Steam's numbers are taken from the PCs out there running the app, and they paint a very different picture. It puts the Windows 7 64-bit share at 51.41%, down 0.54% for the month. Windows 7 32-bit holds 12.8% share. Windows 8, which is almost entirely 64-bit, grew 0.99% for the month to a sizable 15% total share. And in the Steam world, XP is almost extinct: it had just 6.96% share, but ironically grew by 0.13%. That just shows the quirkiness of these numbers.
So Steam shows Windows 7 holding steady, Windows 8 growing, and XP disappearing into the sunset, a completely different picture than what Net Applications shows. Why? Again, Steam is running on gamer machines at home in the U.S. while Net Applications measure who is visiting its sensors.
Even though it's a consumer picture, I like the Steam numbers because they are culled from a program that measures the population of machines using Steam. Net Applications is measuring what is coming to their sensors. It could be possible that there are large Windows 8 deployments not connecting to the internet or visiting their sites.
So how do I rectify the 31% vs. 7% population for XP? Simple. Consumers moved off XP a lot faster than corporate.
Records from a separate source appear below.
use crate::constants::POINTER_SMOOTHING;
use glam::Vec2;

/// Smoothed pointer position, normalized to `[-1, 1]` on both axes.
#[derive(Clone, Copy, Debug, Default, PartialEq)]
pub struct PointerState {
    pub target: Vec2,
    pub current: Vec2,
    pub active: bool,
}

/// What a scene sees of the pointer on a given frame.
#[derive(Clone, Copy, Debug, Default, PartialEq)]
pub struct PointerSample {
    pub x: f32,
    pub y: f32,
    pub active: bool,
}

/// Container layout box in document coordinates.
#[derive(Clone, Copy, Debug, Default, PartialEq)]
pub struct ClientRect {
    pub left: f32,
    pub top: f32,
    pub width: f32,
    pub height: f32,
}

impl PointerState {
    /// Maps a client-space pointer position into the container's `[-1, 1]` box.
    pub fn move_to_client(&mut self, client: Vec2, rect: ClientRect) {
        if rect.width <= 0.0 || rect.height <= 0.0 || !client.is_finite() {
            return;
        }
        let u = (client.x - rect.left) / rect.width;
        let v = (client.y - rect.top) / rect.height;
        self.move_to(Vec2::new(u * 2.0 - 1.0, v * 2.0 - 1.0));
    }

    pub fn move_to(&mut self, normalized: Vec2) {
        self.target = normalized.clamp(Vec2::splat(-1.0), Vec2::splat(1.0));
        self.active = true;
    }

    /// Pointer left the container: drift back to center and hand over to autopilot.
    pub fn leave(&mut self) {
        self.target = Vec2::ZERO;
        self.active = false;
    }

    #[inline]
    pub fn smooth(&mut self) {
        self.smooth_with(POINTER_SMOOTHING);
    }

    #[inline]
    pub fn smooth_with(&mut self, gain: f32) {
        let gain = gain.clamp(0.0, 1.0);
        self.current += (self.target - self.current) * gain;
    }

    pub fn sample(&self) -> PointerSample {
        PointerSample {
            x: self.current.x,
            y: self.current.y,
            active: self.active,
        }
    }
}

impl PointerSample {
    pub fn as_vec2(&self) -> Vec2 {
        Vec2::new(self.x, self.y)
    }
}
A lot of businesses have yet to begin an XP migration, even though XP support ends on April 2014. Migrating an entire company to a new OS is a lot more work than upgrading one consumer PC. Plus, Net Applications casts a global net, so it is covering countries that aren't as quick to replace XP PCs as we are.
In the end, it really is difficult to find a good measure of Windows 8 usage. Microsoft can claim x million licenses sold, but we don’t really know how many replaced Windows 8 with 7.